Sequence of the carboxyl-terminal 492 residues of rabbit muscle glycogen phosphorylase including the pyridoxal 5'-phosphate binding site

Abstract

This communication presents the strategy and experimental details which establish the amino acid sequence of the carboxyl-terminal 492 residues (residues 350 through 841) of rabbit muscle glycogen phosphorylase (EC 2.4.1.1). The heavy segment (Hs), derived from the native enzyme by limited proteolysis with subtilisin, was cleaved with cyanogen bromide to yield 15 fragments. The amino acid sequences of 12 of these are described herein.

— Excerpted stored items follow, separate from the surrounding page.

#![allow(dead_code)]

use std::collections::HashSet;
use std::sync::atomic::{AtomicU32, Ordering};
use std::time::{Duration, Instant};

use async_trait::async_trait;
use notify_hub::{
    Message, Platform, PlatformCapabilities, PlatformError, PlatformResult, Target,
};
use parking_lot::Mutex;

/// Platform double driven by a small script.
pub struct ScriptedPlatform {
    name: String,
    calls: AtomicU32,
    fail_first: u32,
    error: PlatformError,
    failing_values: HashSet<String>,
    delay: Option<Duration>,
    panics: bool,
    sent: Mutex<Vec<(Instant, Vec<Target>)>>,
}

impl ScriptedPlatform {
    pub fn new(name: &str) -> Self {
        Self {
            name: name.to_string(),
            calls: AtomicU32::new(0),
            fail_first: 0,
            error: PlatformError::network("connection reset"),
            failing_values: HashSet::new(),
            delay: None,
            panics: false,
            sent: Mutex::new(Vec::new()),
        }
    }

    /// Fail the first `n` calls with `error`.
    pub fn fail_first(mut self, n: u32, error: PlatformError) -> Self {
        self.fail_first = n;
        self.error = error;
        self
    }

    /// Fail every call with `error`.
    pub fn always_failing(self, error: PlatformError) -> Self {
        self.fail_first(u32::MAX, error)
    }

    /// Fail one target value on every call.
    pub fn failing_target(mut self, value: &str) -> Self {
        self.failing_values.insert(value.to_string());
        self
    }

    pub fn with_error(mut self, error: PlatformError) -> Self {
        self.error = error;
        self
    }

    pub fn with_delay(mut self, delay: Duration) -> Self {
        self.delay = Some(delay);
        self
    }

    pub fn panicking(mut self) -> Self {
        self.panics = true;
        self
    }

    pub fn calls(&self) -> u32 {
        self.calls.load(Ordering::SeqCst)
    }

    pub fn call_times(&self) -> Vec<Instant> {
        self.sent.lock().iter().map(|(at, _)| *at).collect()
    }

    pub fn sent_values(&self) -> Vec<String> {
        self.sent
            .lock()
            .iter()
            .flat_map(|(_, targets)| targets.iter().map(|t| t.value.clone()))
            .collect()
    }
}

#[async_trait]
impl Platform for ScriptedPlatform {
    fn name(&self) -> &str {
        &self.name
    }

    async fn send(
        &self,
        _message: &Message,
        targets: &[Target],
    ) -> Result<Vec<PlatformResult>, PlatformError> {
        let call = self.calls.fetch_add(1, Ordering::SeqCst) + 1;
        self.sent.lock().push((Instant::now(), targets.to_vec()));

        if let Some(delay) = self.delay {
            tokio::time::sleep(delay).await;
        }
        if self.panics {
            panic!("{} blew up", self.name);
        }
        if call <= self.fail_first {
            return Err(self.error.clone());
        }

        Ok(targets
            .iter()
            .map(|target| {
                if self.failing_values.contains(&target.value) {
                    PlatformResult::failure(target.clone(), &self.name, self.error.clone())
                } else {
                    PlatformResult::success(target.clone(), &self.name)
                        .with_message_id(format!("{}-{}", self.name, call))
                }
            })
            .collect())
    }

    fn validate_target(&self, _target: &Target) -> Result<(), PlatformError> {
        Ok(())
    }

    fn capabilities(&self) -> PlatformCapabilities {
        PlatformCapabilities::default()
    }

    async fn is_healthy(&self) -> Result<(), PlatformError> {
        Ok(())
    }

    async fn close(&self) -> Result<(), PlatformError> {
        Ok(())
    }
}

/// Poll `condition` until it holds or `timeout` passes.
pub async fn eventually<F>(timeout: Duration, mut condition: F) -> bool
where
    F: FnMut() -> bool,
{
    let deadline = Instant::now() + timeout;
    while Instant::now() < deadline {
        if condition() {
            return true;
        }
        tokio::time::sleep(Duration::from_millis(5)).await;
    }
    condition()
}
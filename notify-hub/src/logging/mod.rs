//! Logging setup with a reloadable filter.
//!
//! This module provides:
//! - Runtime log level changes via `tracing_subscriber::reload`
//! - Plain or JSON console output
//! - Optional daily-rolling log files with retention cleanup
//! - Local timezone timestamps for logs

use std::path::{Path, PathBuf};
use std::sync::Arc;

use chrono::{Local, Utc};
use serde::{Deserialize, Serialize};
use tracing::{debug, info, warn};
use tracing_appender::non_blocking::WorkerGuard;
use tracing_subscriber::{
    EnvFilter,
    fmt::{self, format::Writer, time::FormatTime},
    layer::SubscriberExt,
    reload::{self, Handle},
    util::SubscriberInitExt,
};

use crate::{Error, Result};

/// Default log filter directive.
pub const DEFAULT_LOG_FILTER: &str = "notify_hub=info,reqwest=warn";

/// File name prefix of the rolling log files.
const LOG_FILE_PREFIX: &str = "notify-hub.log";

#[derive(Debug, Clone, Copy)]
struct LocalTimer;

impl FormatTime for LocalTimer {
    fn format_time(&self, w: &mut Writer<'_>) -> std::fmt::Result {
        let now = Local::now();
        write!(w, "{}", now.format("%Y-%m-%dT%H:%M:%S%.3f%:z"))
    }
}

/// Type alias for the reload handle.
pub type FilterHandle = Handle<EnvFilter, tracing_subscriber::Registry>;

/// How logging should be installed.
#[derive(Debug, Clone, Default, Serialize, Deserialize)]
#[serde(default)]
pub struct LoggingOptions {
    /// Emit console logs as JSON lines.
    pub console_json: bool,
    /// Directory for daily-rolling log files. `None` disables file output.
    pub log_dir: Option<PathBuf>,
    /// Initial filter. `RUST_LOG` wins, then this, then [`DEFAULT_LOG_FILTER`].
    pub filter: Option<String>,
}

/// Runtime control over the installed subscriber.
pub struct LoggingHandle {
    handle: FilterHandle,
    log_dir: Option<PathBuf>,
}

impl LoggingHandle {
    /// Get the current filter directive string.
    pub fn get_filter(&self) -> String {
        self.handle
            .with_current(|filter| filter.to_string())
            .unwrap_or_default()
    }

    /// Set a new filter directive, e.g. `notify_hub=debug,reqwest=warn`.
    pub fn set_filter(&self, directive: &str) -> Result<()> {
        let new_filter = EnvFilter::try_new(directive)
            .map_err(|e| Error::config(format!("Invalid filter directive: {}", e)))?;

        self.handle
            .reload(new_filter)
            .map_err(|e| Error::Other(format!("Failed to reload filter: {}", e)))?;

        info!(directive = %directive, "Log filter updated");
        Ok(())
    }

    pub fn log_dir(&self) -> Option<&Path> {
        self.log_dir.as_deref()
    }

    /// Delete rolled log files older than `retention_days`.
    pub async fn cleanup_old_logs(&self, retention_days: i64) -> Result<usize> {
        match &self.log_dir {
            Some(dir) => cleanup_old_logs(dir, retention_days)
                .await
                .map_err(|e| Error::Other(format!("Failed to clean up logs: {}", e))),
            None => Ok(0),
        }
    }
}

/// Delete log files older than the specified number of days.
async fn cleanup_old_logs(log_dir: &Path, retention_days: i64) -> std::io::Result<usize> {
    let cutoff_ts = (Utc::now() - chrono::Duration::days(retention_days)).timestamp();
    let prefix = format!("{}.", LOG_FILE_PREFIX);

    let mut entries = tokio::fs::read_dir(log_dir).await?;
    let mut deleted_count = 0;

    while let Some(entry) = entries.next_entry().await? {
        let path = entry.path();
        if !path.is_file() {
            continue;
        }

        // notify-hub.log.YYYY-MM-DD
        let Some(date_str) = path
            .file_name()
            .and_then(|n| n.to_str())
            .and_then(|n| n.strip_prefix(prefix.as_str()))
        else {
            continue;
        };

        let Ok(file_date) = chrono::NaiveDate::parse_from_str(date_str, "%Y-%m-%d") else {
            continue;
        };
        let file_ts = file_date
            .and_hms_opt(0, 0, 0)
            .map(|dt| dt.and_utc().timestamp())
            .unwrap_or(0);

        if file_ts < cutoff_ts {
            if let Err(e) = tokio::fs::remove_file(&path).await {
                warn!(path = %path.display(), error = %e, "Failed to delete old log file");
            } else {
                deleted_count += 1;
                debug!(path = %path.display(), "Deleted old log file");
            }
        }
    }

    if deleted_count > 0 {
        info!(count = deleted_count, "Cleaned up old log files");
    }

    Ok(deleted_count)
}

fn initial_filter(options: &LoggingOptions) -> EnvFilter {
    EnvFilter::try_from_default_env().unwrap_or_else(|_| {
        options
            .filter
            .as_deref()
            .and_then(|f| EnvFilter::try_new(f).ok())
            .unwrap_or_else(|| EnvFilter::new(DEFAULT_LOG_FILTER))
    })
}

/// Install the global subscriber.
///
/// Keep the returned guard alive for as long as file logging should flush.
pub fn init_logging(
    options: &LoggingOptions,
) -> Result<(Arc<LoggingHandle>, Option<WorkerGuard>)> {
    let (filter_layer, filter_handle) = reload::Layer::new(initial_filter(options));

    let (file_layer, guard) = match &options.log_dir {
        Some(dir) => {
            std::fs::create_dir_all(dir).map_err(|e| {
                Error::config(format!(
                    "Failed to create log directory {}: {}",
                    dir.display(),
                    e
                ))
            })?;
            let file_appender = tracing_appender::rolling::daily(dir, LOG_FILE_PREFIX);
            let (non_blocking, guard) = tracing_appender::non_blocking(file_appender);
            let layer = fmt::layer()
                .with_writer(non_blocking)
                .with_ansi(false)
                .with_timer(LocalTimer);
            (Some(layer), Some(guard))
        }
        None => (None, None),
    };

    let (plain_console, json_console) = if options.console_json {
        (None, Some(fmt::layer().json().with_timer(LocalTimer)))
    } else {
        (Some(fmt::layer().with_ansi(true).with_timer(LocalTimer)), None)
    };

    tracing_subscriber::registry()
        .with(filter_layer)
        .with(plain_console)
        .with(json_console)
        .with(file_layer)
        .try_init()
        .map_err(|e| Error::Other(format!("Failed to set global default subscriber: {}", e)))?;

    let handle = Arc::new(LoggingHandle {
        handle: filter_handle,
        log_dir: options.log_dir.clone(),
    });

    Ok((handle, guard))
}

The sequence of 3 other fragments (CB17C, CB18, and CB15) is described in accompanying reports by Koide, A., et al., and Hermann, j., et al. ((1978) Biochemistry 17 (first and second papers, respectively, in a series in this issue)). These 15 fragments were aligned by analysis of three others generated by cleavage of the heavy segment Hs at asparaginylglycine bonds with hydroxylamine and of four more generated by acid cleavage of aspartylproline bonds. Lysine-679 was identified as the binding site of the essential cofactor pyridoxal 5'-phosphate. These data, together with those reported in the accompanying papers (vide supra), establish the complete sequence of the 841 amino acid residues in glycogen phosphorylase. They provide a chemical basis on which the relationship between structure and function of the enzyme can be examined.